Tethered Spinal Cord in Patients with Vascular Ehlers-Danlos Syndrome. S. Bangura1, B. F. Griswold2, L. Sloper2, R. Raza2, N. B. McDonnell3 1) Laboratory of Clinical Investigation, National Institute on Aging, NIH, Baltimore, MD; 2) Clinical Research Branch, National Institute on Aging, NIH, Baltimore, MD; 3) Harbor Hospital, National Institute on Aging, Intramural Research Program, NIH, Baltimore, MD.
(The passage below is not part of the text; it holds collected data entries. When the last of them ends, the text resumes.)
use std::sync::{
    Arc,
    atomic::{AtomicUsize, Ordering},
};

use courier_matrix_providers::travel_matrices::TravelMatrices;
use fxhash::FxHashMap;
use jiff::SignedDuration;
use parking_lot::RwLock;
use thiserror::Error;

use super::location::{Location, LocationIdx};

#[derive(Debug, Clone, Copy, PartialEq)]
pub struct TravelCost {
    /// Meters.
    pub distance: f64,
    /// Seconds.
    pub time: f64,
    pub estimated: bool,
}

impl TravelCost {
    pub const ZERO: TravelCost = TravelCost {
        distance: 0.0,
        time: 0.0,
        estimated: false,
    };

    #[inline]
    pub fn duration(&self) -> SignedDuration {
        SignedDuration::from_secs_f64(self.time)
    }
}

#[derive(Debug, Error)]
pub enum OracleError {
    #[error("no route between the locations")]
    Unroutable,

    #[error("oracle unavailable: {0}")]
    Unavailable(String),
}

/// Answers single location pairs, used when costs are computed lazily.
pub trait PairOracle: Send + Sync {
    /// Returns `(meters, seconds)`.
    fn cost(&self, from: &Location, to: &Location) -> Result<(f64, f64), OracleError>;
}

#[derive(Debug, Clone, Copy, PartialEq, Eq)]
pub enum DistanceMetric {
    Haversine,
    Euclidean,
}

#[derive(Debug, Clone, Copy)]
pub struct StraightLineOracle {
    metric: DistanceMetric,
    seconds_per_meter: f64,
}

impl StraightLineOracle {
    pub fn new(metric: DistanceMetric, speed_kmh: f64) -> Self {
        StraightLineOracle {
            metric,
            seconds_per_meter: if speed_kmh > 0.0 { 3.6 / speed_kmh } else { 0.0 },
        }
    }

    /// Cartesian coordinates where one unit of distance takes
    /// `seconds_per_unit` to travel.
    pub fn euclidean_with_unit_time(seconds_per_unit: f64) -> Self {
        StraightLineOracle {
            metric: DistanceMetric::Euclidean,
            seconds_per_meter: seconds_per_unit,
        }
    }

    #[inline]
    fn estimate(&self, from: &Location, to: &Location) -> (f64, f64) {
        let distance = match self.metric {
            DistanceMetric::Haversine => from.haversine_distance(to),
            DistanceMetric::Euclidean => from.euclidean_distance(to),
        };

        (distance, distance * self.seconds_per_meter)
    }
}

impl PairOracle for StraightLineOracle {
    fn cost(&self, from: &Location, to: &Location) -> Result<(f64, f64), OracleError> {
        Ok(self.estimate(from, to))
    }
}

struct DenseMatrix {
    num_locations: usize,
    distances: Vec<f64>,
    times: Vec<f64>,
    estimated: Vec<bool>,
}

/// Pairwise travel costs for one run. Pairs covered by the precomputed
/// matrix are read directly, any other pair goes through the oracle once and
/// is memoized. A failing oracle answer is replaced by the straight-line
/// estimate and flagged.
pub struct TravelCosts {
    matrix: Option<DenseMatrix>,
    oracle: Arc<dyn PairOracle>,
    fallback: StraightLineOracle,
    memo: RwLock<FxHashMap<(usize, usize), TravelCost>>,
    estimated_lookups: AtomicUsize,
}

impl TravelCosts {
    pub fn from_matrices(
        matrices: TravelMatrices,
        oracle: Arc<dyn PairOracle>,
        fallback: StraightLineOracle,
    ) -> Self {
        let num_locations = matrices.num_locations();
        TravelCosts {
            matrix: Some(DenseMatrix {
                num_locations,
                distances: matrices.distances,
                times: matrices.times,
                estimated: matrices.estimated,
            }),
            oracle,
            fallback,
            memo: RwLock::new(FxHashMap::default()),
            estimated_lookups: AtomicUsize::new(0),
        }
    }

    pub fn lazy(oracle: Arc<dyn PairOracle>, fallback: StraightLineOracle) -> Self {
        TravelCosts {
            matrix: None,
            oracle,
            fallback,
            memo: RwLock::new(FxHashMap::default()),
            estimated_lookups: AtomicUsize::new(0),
        }
    }

    /// Straight-line costs over cartesian coordinates, mostly for tests and
    /// synthetic instances.
    pub fn euclidean(seconds_per_unit: f64) -> Self {
        let oracle = StraightLineOracle::euclidean_with_unit_time(seconds_per_unit);
        Self::lazy(Arc::new(oracle), oracle)
    }

    pub fn is_precomputed(&self) -> bool {
        self.matrix.is_some()
    }

    #[inline]
    pub fn cost(&self, locations: &[Location], from: LocationIdx, to: LocationIdx) -> TravelCost {
        if from == to {
            return TravelCost::ZERO;
        }

        if let Some(matrix) = &self.matrix
            && from.get() < matrix.num_locations
            && to.get() < matrix.num_locations
        {
            let index = from.get() * matrix.num_locations + to.get();
            return TravelCost {
                distance: matrix.distances[index],
                time: matrix.times[index],
                estimated: matrix.estimated.get(index).copied().unwrap_or(false),
            };
        }

        let key = (from.get(), to.get());
        if let Some(cost) = self.memo.read().get(&key) {
            return *cost;
        }

        let from_location = &locations[from];
        let to_location = &locations[to];
        let cost = match self.oracle.cost(from_location, to_location) {
            Ok((distance, time)) => TravelCost {
                distance,
                time,
                estimated: false,
            },
            Err(_) => {
                let (distance, time) = self.fallback.estimate(from_location, to_location);
                TravelCost {
                    distance,
                    time,
                    estimated: true,
                }
            }
        };

        *self.memo.write().entry(key).or_insert_with(|| {
            if cost.estimated {
                self.estimated_lookups.fetch_add(1, Ordering::Relaxed);
            }
            cost
        })
    }

    /// Number of location pairs whose cost is an estimate.
    pub fn estimated_pairs(&self) -> usize {
        let in_matrix = self
            .matrix
            .as_ref()
            .map(|matrix| matrix.estimated.iter().filter(|&&e| e).count())
            .unwrap_or(0);

        in_matrix + self.estimated_lookups.load(Ordering::Relaxed)
    }

    pub fn memoized_pairs(&self) -> usize {
        self.memo.read().len()
    }
}

#[cfg(test)]
mod tests {
    use super::*;

    struct FailingOracle;

    impl PairOracle for FailingOracle {
        fn cost(&self, _from: &Location, _to: &Location) -> Result<(f64, f64), OracleError> {
            Err(OracleError::Unavailable(String::from("offline")))
        }
    }

    fn locations() -> Vec<Location> {
        vec![
            Location::from_cartesian(0.0, 0.0),
            Location::from_cartesian(3.0, 4.0),
            Location::from_cartesian(6.0, 8.0),
        ]
    }

    #[test]
    fn test_lazy_costs_are_memoized() {
        let costs = TravelCosts::euclidean(60.0);
        let locations = locations();

        let cost = costs.cost(&locations, LocationIdx::new(0), LocationIdx::new(1));
        assert_eq!(cost.distance, 5.0);
        assert_eq!(cost.time, 300.0);
        assert!(!cost.estimated);
        assert_eq!(costs.memoized_pairs(), 1);

        costs.cost(&locations, LocationIdx::new(0), LocationIdx::new(1));
        assert_eq!(costs.memoized_pairs(), 1);
        assert_eq!(
            costs.cost(&locations, LocationIdx::new(2), LocationIdx::new(2)),
            TravelCost::ZERO
        );
    }

    #[test]
    fn test_failing_oracle_falls_back_to_estimates() {
        let costs = TravelCosts::lazy(
            Arc::new(FailingOracle),
            StraightLineOracle::euclidean_with_unit_time(1.0),
        );
        let locations = locations();

        let cost = costs.cost(&locations, LocationIdx::new(0), LocationIdx::new(2));
        assert!(cost.estimated);
        assert_eq!(cost.distance, 10.0);
        assert_eq!(costs.estimated_pairs(), 1);
    }

    #[test]
    fn test_matrix_lookup_and_extension() {
        let matrices = TravelMatrices {
            distances: vec![0.0, 100.0, 120.0, 0.0],
            times: vec![0.0, 10.0, 12.0, 0.0],
            estimated: vec![false, false, true, false],
        };
        let oracle = StraightLineOracle::euclidean_with_unit_time(1.0);
        let costs = TravelCosts::from_matrices(matrices, Arc::new(oracle), oracle);
        let locations = locations();

        let cost = costs.cost(&locations, LocationIdx::new(0), LocationIdx::new(1));
        assert_eq!((cost.distance, cost.time), (100.0, 10.0));
        assert!(costs.cost(&locations, LocationIdx::new(1), LocationIdx::new(0)).estimated);

        // Location 2 is outside the matrix
        let extension = costs.cost(&locations, LocationIdx::new(1), LocationIdx::new(2));
        assert_eq!(extension.distance, 5.0);
        assert!(!extension.estimated);
        assert_eq!(costs.estimated_pairs(), 1);
    }
}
   Tethered Spinal Cord Syndrome (TSC) is a progressive neurological disorder caused by fatty tissue attachment that limits the movement of the spinal cord within the spinal column, causing an abnormal stretching of the spinal cord. Symptomatology includes urinary and bowel dysfunction, lower extremity pain, numbness or weakness, scoliosis, foot deformities and abnormal reflexes. Here we report two female patients (age 14 and 43) out of 16 consecutive probands with the vascular form of Ehlers Danlos Syndrome (VEDS)who were discovered to have TSC by Magnetic Resonance Imaging (MRI) of the lumbar spine. Patient #1 (Age 14) had a glycine substitution mutation, c.3563 G>A (G1021E) and had excessive bruising, abnormal scarring and wound healing problems, but no vascular events to date. Patient #2 had a 108 bp deletion in COL3A1 (exons 26 and 27) and had vascular complications including rupture of the abdominal aorta and multiple aneurysms in the splenic artery. Patient #2's MRI revealed open spina bifida and tethered cord at the level of L5. She had previous surgery for bladder incontinence, and currently suffers from urinary retention, which are not known complications of VEDS and likely related to TSC. Patient #1 had spinal cord tethered at the level of L3. She has chronic constipation, which is often seen in VEDS patients, but can also be a manifestation of TSC. Both patients had lower extremity weakness and pain. Physical findings included scoliosis, genu vera and pes planus, which can be seen in both TSC and VEDS. Patient #1 had abnormal lower extremity reflexes. This study describes the first reported case series of TCS in the setting of VEDS. Some findings, such as the lower extremity and spine deformities can be caused by both TSC and VEDS. A lumber spine MRI is indicated in the setting of VEDS if suspicious signs and symptoms of TSC are present.